══ EXTRACTED DATA ══
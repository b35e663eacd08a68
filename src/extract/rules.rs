//! Pattern rules for the individual listing fields.
//!
//! Each rule looks for the first number followed by its unit marker anywhere in
//! the page text. They are deliberately naive:
//!
//! - price: `,` and `.` are both stripped before conversion, so `12,500 DKK`
//!   reads as 12500 but `12,500.50 DKK` reads as 1250050. A dotted thousands
//!   group such as `1.500 kr.` is not recognised as one number at all and
//!   falls through to the trailing `500 kr.`.
//! - rooms: any number before "room"/"rm"/"bedroom"/"værelser" counts, so
//!   `2 bedrooms` and `2 roommates` both read as 2.
//! - size: only whole numbers directly before `m²`; `65.5 m²` reads as 5 and
//!   `70 m2` is not recognised.

use regex::Regex;
use std::sync::LazyLock;

static PRICE_RE: LazyLock<Regex> = LazyLock::new(|| {
    Regex::new(r"(\d+(?:,\d{3})*(?:\.\d{2})?)\s*(?:DKK|kr\.)").expect("valid price regex")
});

static ROOMS_RE: LazyLock<Regex> = LazyLock::new(|| {
    Regex::new(r"(?i)(\d+)\s*(?:room|rm|bedroom|værelser)").expect("valid rooms regex")
});

static SIZE_RE: LazyLock<Regex> =
    LazyLock::new(|| Regex::new(r"(\d+)\s*m²").expect("valid size regex"));

/// Monthly rent in DKK, `None` when absent or out of range
pub fn price(text: &str) -> Option<u64> {
    let raw = PRICE_RE.captures(text)?.get(1)?.as_str();
    let digits = raw.replace([',', '.'], "");
    digits.parse().ok()
}

/// Room count
pub fn rooms(text: &str) -> Option<u32> {
    ROOMS_RE.captures(text)?.get(1)?.as_str().parse().ok()
}

/// Floor area in square meters
pub fn size_m2(text: &str) -> Option<u32> {
    SIZE_RE.captures(text)?.get(1)?.as_str().parse().ok()
}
═══
| TRY IT |
Above are records; repeat only the lines starting at the line with "the page text." and ending at the line with "static PRICE_RE: LazyLock<Regex>", exactly as they appear, both included.

| THE COMPLETED TASK |
//! the page text. They are deliberately naive:
//!
//! - price: `,` and `.` are both stripped before conversion, so `12,500 DKK`
//!   reads as 12500 but `12,500.50 DKK` reads as 1250050. A dotted thousands
//!   group such as `1.500 kr.` is not recognised as one number at all and
//!   falls through to the trailing `500 kr.`.
//! - rooms: any number before "room"/"rm"/"bedroom"/"værelser" counts, so
//!   `2 bedrooms` and `2 roommates` both read as 2.
//! - size: only whole numbers directly before `m²`; `65.5 m²` reads as 5 and
//!   `70 m2` is not recognised.

use regex::Regex;
use std::sync::LazyLock;

static PRICE_RE: LazyLock<Regex> = LazyLock::new(|| {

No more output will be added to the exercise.